Metodología

Esta página describe cómo se hace un informe en Cointrade Informe. Está escrita para que cualquier lector pueda repetir nuestro trabajo y llegar por su cuenta a la misma conclusión, o a una distinta con argumentos.

Punto de partida

Un informe empieza cuando un nombre comercial aparece en publicidad dirigida a lectores de habla hispana. No elegimos las plataformas por su tamaño ni por su popularidad, porque no disponemos de datos fiables sobre ninguna de las dos cosas.

Lo primero que hacemos es buscar al titular del servicio: la denominación social, el domicilio y el país de constitución. Ese dato condiciona todo lo demás, porque sin él no hay nada que consultar en ningún registro.

Fuentes que consultamos

  • Registros públicos de supervisores financieros. Buscamos por denominación social y por nombre comercial. Anotamos la fecha de la consulta y el resultado, aunque sea negativo.
  • Listas de advertencias de reguladores. Si aparece una entrada, la citamos con enlace y fecha. Si no aparece ninguna, lo decimos igual: la ausencia de advertencia no equivale a autorización.
  • Material del propio operador. Página de captación, texto publicitario, condiciones de servicio y política de privacidad, cuando existen y son accesibles sin registrarse.
  • Relatos publicados por usuarios. Los usamos para identificar patrones de comportamiento, nunca como prueba de un hecho concreto. No reproducimos citas de reseñas que no podamos atribuir a una fuente comprobable.

Los cinco tramos

Todos los informes recorren el mismo itinerario, en este orden: registro, verificación de identidad, primer depósito, soporte y llamadas, retirada. Dentro de cada tramo separamos lo que el operador promete de lo que se puede contrastar.
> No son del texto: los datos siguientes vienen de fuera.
//! Trajectory Engine
//!
//! Deterministic wellbore position calculations from directional surveys.
//! Pure functions over plain data: no I/O, no shared state.
//!
//! ## Recalculation
//! - `recalculate()` - Fresh station sequence from raw md/inc/azi + tie-in
//! - `recalculate_in_place()` - Same pass writing into a caller-owned buffer
//!
//! ## Per-station helpers
//! - `minimum_curvature()` - Position delta and DLS between two stations
//! - `build_rate()` / `turn_rate()` - Raw angle-change rates
//! - `vertical_section()` - Projection onto the reference azimuth
//!
//! ## Reporting
//! - `summarize()` - Headline numbers for a recalculated trajectory
//! - `plan_check::compare()` - Imported plan vs recalculated positions

pub mod minimum_curvature;
pub mod plan_check;

pub use minimum_curvature::{
    dogleg_angle, minimum_curvature, minimum_curvature_between, ratio_factor, CurvatureDelta,
};
pub use plan_check::{compare as compare_to_plan, PlanDeviation};

use serde::{Deserialize, Serialize};
use tracing::debug;

use crate::config::defaults::DLS_COURSE_LENGTH_M;
use crate::types::{SurveyStation, TieIn};

// ============================================================================
// Recalculation Pass
// ============================================================================

/// Recompute every derived field from the stations' raw md/inc/azi.
///
/// Returns a new sequence of the same length; the input is untouched.
/// Stations must be ordered by ascending MD. Steps with non-increasing MD
/// contribute no displacement and zero rates instead of failing.
pub fn recalculate(stations: &[SurveyStation], tie_in: &TieIn) -> Vec<SurveyStation> {
    let mut out = stations.to_vec();
    recalculate_in_place(&mut out, tie_in);
    out
}

/// In-place form of [`recalculate`].
///
/// Station `i` is computed from station `i − 1` after `i − 1` has been
/// rewritten, so a single forward pass suffices. Empty input is a no-op.
pub fn recalculate_in_place(stations: &mut [SurveyStation], tie_in: &TieIn) {
    let Some(first) = stations.first_mut() else {
        return;
    };

    let vsd_rad = tie_in.vsd_direction_deg.to_radians();

    first.tvd_m = tie_in.tvd_m;
    first.ns_m = tie_in.ns_m;
    first.ew_m = tie_in.ew_m;
    first.vs_m = vertical_section(first.ns_m, first.ew_m, vsd_rad);
    first.dls_deg_per_30m = 0.0;
    first.build_rate_deg_per_30m = 0.0;
    first.turn_rate_deg_per_30m = 0.0;
    first.subsea_m = subsea(tie_in, first.tvd_m);

    for i in 1..stations.len() {
        let prev = stations[i - 1];
        let station = &mut stations[i];
        let delta = minimum_curvature_between(&prev, station);
        let course_length_m = station.md_m - prev.md_m;

        station.tvd_m = prev.tvd_m + delta.d_tvd_m;
        station.ns_m = prev.ns_m + delta.d_ns_m;
        station.ew_m = prev.ew_m + delta.d_ew_m;
        station.vs_m = vertical_section(station.ns_m, station.ew_m, vsd_rad);
        station.dls_deg_per_30m = delta.dls_deg_per_30m;
        station.build_rate_deg_per_30m = build_rate(prev.inc_deg, station.inc_deg, course_length_m);
        station.turn_rate_deg_per_30m = turn_rate(prev.azi_deg, station.azi_deg, course_length_m);
        station.subsea_m = subsea(tie_in, station.tvd_m);
    }

    if let Some(last) = stations.last() {
        debug!(
            stations = stations.len(),
            td_md_m = last.md_m,
            td_tvd_m = last.tvd_m,
            vsd_deg = tie_in.vsd_direction_deg,
            "Trajectory recalculated"
        );
    }
}

// ============================================================================
// Derived Quantities
// ============================================================================

fn subsea(tie_in: &TieIn, tvd_m: f64) -> Option<f64> {
    tie_in.kb_elevation_m.map(|kb| kb - tvd_m)
}

/// Project a horizontal displacement onto the vertical-section azimuth.
///
/// VS = N × cos θ + E × sin θ
pub fn vertical_section(ns_m: f64, ew_m: f64, vsd_rad: f64) -> f64 {
    ns_m * vsd_rad.cos() + ew_m * vsd_rad.sin()
}

/// Fold an azimuth difference into [-180, 180] degrees.
///
/// Picks the shorter turning direction, so 350° → 10° is +20°, not −340°.
/// Values already inside [-180, 180] pass through, so -180 stays -180.
/// Non-finite input is returned unchanged.
pub fn normalize_azimuth_delta(delta_deg: f64) -> f64 {
    if !delta_deg.is_finite() || (-180.0..=180.0).contains(&delta_deg) {
        return delta_deg;
    }
    let folded = delta_deg.rem_euclid(360.0);
    if folded > 180.0 {
        folded - 360.0
    } else {
        folded
    }
}

/// Inclination change per 30 m, from the raw station angles.
///
/// Returns 0 for a course length ≤ 0.
pub fn build_rate(inc1_deg: f64, inc2_deg: f64, course_length_m: f64) -> f64 {
    if course_length_m.is_nan() || course_length_m <= 0.0 {
        return 0.0;
    }
    (inc2_deg - inc1_deg) / course_length_m * DLS_COURSE_LENGTH_M
}

/// Azimuth change per 30 m in the shorter direction.
///
/// Returns 0 for a course length ≤ 0.
pub fn turn_rate(azi1_deg: f64, azi2_deg: f64, course_length_m: f64) -> f64 {
    if course_length_m.is_nan() || course_length_m <= 0.0 {
        return 0.0;
    }
    normalize_azimuth_delta(azi2_deg - azi1_deg) / course_length_m * DLS_COURSE_LENGTH_M
}

// ============================================================================
// Summary
// ============================================================================

/// Headline numbers for a recalculated trajectory
#[derive(Debug, Clone, Copy, Default, PartialEq, Serialize, Deserialize)]
pub struct TrajectorySummary {
    pub station_count: usize,
    /// MD of the deepest station (m)
    pub td_md_m: f64,
    /// TVD of the deepest station (m)
    pub td_tvd_m: f64,
    pub max_inc_deg: f64,
    pub max_dls_deg_per_30m: f64,
    /// MD where the maximum DLS occurs (m)
    pub max_dls_md_m: f64,
    pub closure_distance_m: f64,
    pub closure_azimuth_deg: f64,
}

/// Summarize a recalculated station sequence. Empty input gives the default.
pub fn summarize(stations: &[SurveyStation]) -> TrajectorySummary {
    let Some(last) = stations.last() else {
        return TrajectorySummary::default();
    };

    let mut summary = TrajectorySummary {
        station_count: stations.len(),
        td_md_m: last.md_m,
        td_tvd_m: last.tvd_m,
        closure_distance_m: last.closure_distance_m(),
        closure_azimuth_deg: last.closure_azimuth_deg(),
        ..Default::default()
    };

    for s in stations {
        if s.inc_deg > summary.max_inc_deg {
            summary.max_inc_deg = s.inc_deg;
        }
        if s.dls_deg_per_30m > summary.max_dls_deg_per_30m {
            summary.max_dls_deg_per_30m = s.dls_deg_per_30m;
            summary.max_dls_md_m = s.md_m;
        }
    }

    summary
}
Hay un límite que conviene declarar sin adornos: no depositamos dinero. Eso significa que el último tramo, la retirada, no lo recorremos en primera persona en ningún informe. Lo que hacemos es explicar qué condiciones convierten una retirada en un derecho exigible, para que el lector pueda comprobar si esas condiciones existen antes de pagar.
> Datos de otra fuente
//! Request and reply headers exchanged with the kernel NBD driver.

use byteorder::{NetworkEndian, ReadBytesExt, WriteBytesExt};
use std::io::{self, Cursor};

pub const CMD_MASK_COMMAND: u32 = 0x0000_ffff;
pub const REQUEST_MAGIC: u32 = 0x2560_9513;
pub const REPLY_MAGIC: u32 = 0x6744_6698;

pub const SIZE_OF_REQUEST: usize = 28;
pub const SIZE_OF_REPLY: usize = 16;

#[derive(Clone, Copy, Debug, PartialEq, Eq)]
pub enum Command {
    Read,
    Write,
    Disc,
    Flush,
    Trim,
    WriteZeroes,
}

#[derive(Debug, Clone, Copy, Default, PartialEq, Eq)]
pub struct RequestFlags {
    // Force Unit Access
    pub fua: bool,
    // Zeroes must be written, not punched out
    pub no_hole: bool,
}

#[derive(Debug, Clone)]
pub struct Request {
    pub command: Command,
    pub flags: RequestFlags,
    pub handle: u64,
    pub from: u64,
    pub len: u32,
}

impl Request {
    pub fn try_from_bytes(d: &[u8]) -> io::Result<Self> {
        let mut rdr = Cursor::new(d);
        let magic = rdr.read_u32::<NetworkEndian>()?;
        let type_f = rdr.read_u32::<NetworkEndian>()?;
        let handle = rdr.read_u64::<NetworkEndian>()?;
        let from = rdr.read_u64::<NetworkEndian>()?;
        let len = rdr.read_u32::<NetworkEndian>()?;
        if magic != REQUEST_MAGIC {
            return Err(io::Error::new(io::ErrorKind::InvalidData, "invalid magic"));
        }
        let command = match type_f & CMD_MASK_COMMAND {
            0 => Command::Read,
            1 => Command::Write,
            2 => Command::Disc,
            3 => Command::Flush,
            4 => Command::Trim,
            6 => Command::WriteZeroes,
            _ => return Err(io::Error::new(io::ErrorKind::InvalidData, "invalid command")),
        };
        let flags = type_f >> 16;
        let fua = flags & 1 == 1;
        let no_hole = flags & (1 << 1) == (1 << 1);
        Ok(Self {
            command,
            flags: RequestFlags { fua, no_hole },
            handle,
            from,
            len,
        })
    }

    pub fn len(&self) -> usize {
        self.len as usize
    }
}

#[derive(Debug, Clone)]
pub struct Reply {
    pub magic: u32,
    pub error: i32,
    pub handle: u64,
}

impl Reply {
    pub fn from_request(request: &Request) -> Self {
        Self {
            magic: REPLY_MAGIC,
            handle: request.handle,
            error: 0,
        }
    }
    pub fn append_to_vec(&self, buf: &mut Vec<u8>) -> io::Result<()> {
        buf.write_u32::<NetworkEndian>(self.magic)?;
        buf.write_i32::<NetworkEndian>(self.error)?;
        buf.write_u64::<NetworkEndian>(self.handle)?;
        Ok(())
    }
    pub fn write_to_slice(&self, mut slice: &mut [u8]) -> io::Result<()> {
        slice.write_u32::<NetworkEndian>(self.magic)?;
        slice.write_i32::<NetworkEndian>(self.error)?;
        slice.write_u64::<NetworkEndian>(self.handle)?;
        Ok(())
    }
}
Cómo asignamos el veredicto

El estado se elige de una lista cerrada y nunca es un número.

  • Sin verificar. Es el estado por defecto y el más frecuente. Significa que no hemos localizado entidad ni licencia, o que los datos publicados no permiten comprobar nada.
  • Riesgo alto. Requiere un hecho documentado y enlazable, como la aparición del operador en una lista de advertencias.
  • Evitar. Reservado para casos con una advertencia pública expresa de un supervisor sobre el nombre concreto que analizamos.
  • Sin señales de alarma. No significa recomendación. Significa que las comprobaciones que sí pudimos hacer no revelaron problemas.
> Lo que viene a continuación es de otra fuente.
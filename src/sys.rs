//! Kernel NBD driver ioctls.

use std::io;
use std::os::unix::io::{AsRawFd, RawFd};

use nix::{errno::Errno, libc, request_code_none};

// Flags are there
pub const HAS_FLAGS: u64 = 1;
// Send FLUSH
pub const SEND_FLUSH: u64 = 1 << 2;
// Send TRIM (discard)
pub const SEND_TRIM: u64 = 1 << 5;
// Send NBD_CMD_WRITE_ZEROES
pub const SEND_WRITE_ZEROES: u64 = 1 << 6;

/// Request numbers of the `0xab` ioctl family.
#[derive(Debug, Clone, Copy)]
#[repr(u8)]
enum Nbd {
    SetSock = 0,
    SetBlockSize = 1,
    DoIt = 3,
    ClearSock = 4,
    ClearQueue = 5,
    SetSizeBlocks = 7,
    Disconnect = 8,
    SetTimeout = 9,
    SetFlags = 10,
}

fn ioctl<F: AsRawFd>(f: &F, request: Nbd, arg: libc::c_ulong) -> io::Result<()> {
    Errno::result(unsafe { libc::ioctl(f.as_raw_fd(), request_code_none!(0xab, request as u8), arg) })?;
    Ok(())
}

pub fn set_sock<F: AsRawFd>(f: &F, sock: RawFd) -> io::Result<()> {
    ioctl(f, Nbd::SetSock, sock as libc::c_ulong)
}

pub fn set_block_size<F: AsRawFd>(f: &F, size: u32) -> io::Result<()> {
    ioctl(f, Nbd::SetBlockSize, libc::c_ulong::from(size))
}

/// Serve the device until it is disconnected. Blocks the calling thread.
pub fn do_it<F: AsRawFd>(f: &F) -> io::Result<()> {
    ioctl(f, Nbd::DoIt, 0)
}

pub fn clear_sock<F: AsRawFd>(f: &F) -> io::Result<()> {
    ioctl(f, Nbd::ClearSock, 0)
}

pub fn clear_queue<F: AsRawFd>(f: &F) -> io::Result<()> {
    ioctl(f, Nbd::ClearQueue, 0)
}

pub fn set_size_blocks<F: AsRawFd>(f: &F, blocks: u64) -> io::Result<()> {
    ioctl(f, Nbd::SetSizeBlocks, blocks as libc::c_ulong)
}

/// Ask the kernel to send a disconnect request over the socket.
pub fn disconnect<F: AsRawFd>(f: &F) -> io::Result<()> {
    ioctl(f, Nbd::Disconnect, 0)
}

pub fn set_timeout<F: AsRawFd>(f: &F, seconds: u64) -> io::Result<()> {
    ioctl(f, Nbd::SetTimeout, seconds as libc::c_ulong)
}

pub fn set_flags<F: AsRawFd>(f: &F, flags: u64) -> io::Result<()> {
    ioctl(f, Nbd::SetFlags, flags as libc::c_ulong)
}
Ningún veredicto se calcula automáticamente a partir del texto. Lo asigna una persona y lo revisa otra.

Fechas y revisiones

Cada informe lleva dos fechas visibles: la de publicación y la de última verificación. Cuando volvemos a consultar los registros, actualizamos la segunda aunque el texto no cambie, porque lo que caduca es la comprobación, no la redacción.

Correcciones

Si un operador considera que un dato es incorrecto, puede escribirnos con la documentación que lo acredite. Corregimos lo que esté mal y dejamos constancia del cambio con su fecha. No retiramos informes completos a petición de la parte analizada, y tampoco aceptamos pagos por hacerlo.